In the rare moments when Democrats weren't harping on Obamacare, they took turns calling the nomination an "illegitimate charade" -- still smarting from 2016 when they didn't control the Senate or have the votes to confirm Barack Obama's activist choice, Merrick Garland. Senator Cruz and others took their time dismantling the argument, pointing to the 29 times in history when a president in an election year has made a nomination to the Supreme Court.
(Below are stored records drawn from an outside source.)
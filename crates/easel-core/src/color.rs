#[derive(Clone, Copy, Debug, Default, PartialEq, Eq, Hash)]
pub struct Color(pub u8, pub u8, pub u8, pub u8);

impl Color {
    pub const TRANSPARENT: Color = Color(0, 0, 0, 0);
    pub const BLACK: Color = Color(0, 0, 0, 255);
    pub const WHITE: Color = Color(255, 255, 255, 255);
    pub const RED: Color = Color(255, 0, 0, 255);

    pub const fn from_rgb(r: u8, g: u8, b: u8) -> Self {
        Color(r, g, b, 255)
    }
    pub const fn from_rgba(r: u8, g: u8, b: u8, a: u8) -> Self {
        Color(r, g, b, a)
    }
    /// Parses `#rrggbb` or `#rrggbbaa`. Anything else becomes opaque black.
    pub fn from_hex(hex: &str) -> Self {
        let s = hex.trim_start_matches('#');
        let channel = |i: usize, default: u8| {
            s.get(i..i + 2)
                .and_then(|c| u8::from_str_radix(c, 16).ok())
                .unwrap_or(default)
        };
        match s.len() {
            6 => Color(channel(0, 0), channel(2, 0), channel(4, 0), 255),
            8 => Color(channel(0, 0), channel(2, 0), channel(4, 0), channel(6, 255)),
            _ => Color::BLACK,
        }
    }
    pub fn with_alpha(self, a: u8) -> Self {
        Color(self.0, self.1, self.2, a)
    }

    pub fn to_linear(self) -> [f32; 4] {
        fn srgb_to_linear(c: f32) -> f32 {
            if c <= 0.04045 {
                c / 12.92
            } else {
                ((c + 0.055) / 1.055).powf(2.4)
            }
        }
        let r = srgb_to_linear(self.0 as f32 / 255.0);
        let g = srgb_to_linear(self.1 as f32 / 255.0);
        let b = srgb_to_linear(self.2 as f32 / 255.0);
        let a = self.3 as f32 / 255.0;
        [r, g, b, a]
    }
}

/// Stock palette shared by the built-in views.
pub mod palette {
    use super::Color;

    pub const CLEAR: Color = Color::from_rgb(0xf0, 0xf0, 0xf0);
    pub const TEXT: Color = Color::BLACK;
    pub const BUTTON_BG: Color = Color::from_rgb(0xee, 0xee, 0xee);
    pub const BUTTON_BG_ACTIVE: Color = Color::from_rgb(0xaa, 0xaa, 0xaa);
    pub const BUTTON_BG_SELECTED: Color = Color::from_rgb(0xcc, 0xcc, 0xff);
    pub const BUTTON_BORDER: Color = Color::BLACK;
    pub const SELECTION: Color = Color::from_rgb(0x88, 0xaa, 0xff);
    pub const FIELD_BG: Color = Color::from_rgb(0xdd, 0xdd, 0xdd);
    pub const FIELD_BG_FOCUSED: Color = Color::WHITE;
    pub const DEBUG_BOUNDS: Color = Color::RED;
}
Only now, Cruz argued, are Democrats calling the system the founders designed "partisan." "The framers of the Constitution deliberately set up a system of checks and balances, so that nobody can become a Supreme Court nominee without both the president and the Senate... That design of checks and balances limits power and protects the voters." And in 2016, "voters made a clear choice."
Maybe it's time, Senator Sasse said, to remind this country "what a president [is] for, what a senator is for, and what Judge Barrett is doing here before us today... This is basic civics, not politics... Civics is the stuff that all Americans should agree on..." Like the Constitution, like this process. "Civics doesn't change every 18 to 24 months because the electoral whims change or because polling changes." And yet, he went on, there's this confused idea that the Supreme Court is "just another arena for politics." That's wrong, he insisted. "If you don't like the policies in America, elect different people... Fire the politicians." But judges are supposed to be impartial, not "super legislators whose black robes are fake and truthfully they're wearing red or blue jerseys underneath."
Then, in a final warning, he held the Democrats' gaze and said slowly, "court-packing" is like saying "we should blow up our shared civics." When Joe Biden stood in front of reporters this weekend and said that voters don't "deserve" to know his position on that fundamental issue, even the reporters were taken aback. As Dr. Albert Mohler tweeted, that's like saying, "I'll tell you my position on monogamy only after you marry me." Court packing is not "judicial reform," Senator Sasse insisted, and anyone who uses that language "is playing the American people for fools."
Meanwhile, one half of the presidential ticket who refuses to answer questions about court-packing (or, as Sasse called it, "partisan suicide bombing"), spent her turn in the Judiciary Committee claiming that Barrett's hearing was "put[ting] people's lives at risk." Then, without a hint of irony, went on to lobby for a justice more committed to abortion on demand. "...[W]hat is at stake with this Supreme Court nomination... [is] Roe v. Wade," Senator Kamala Harris (D-Calif.) argues, "which recognizes a woman's right to control her own body... Safe and legal abortion is at risk."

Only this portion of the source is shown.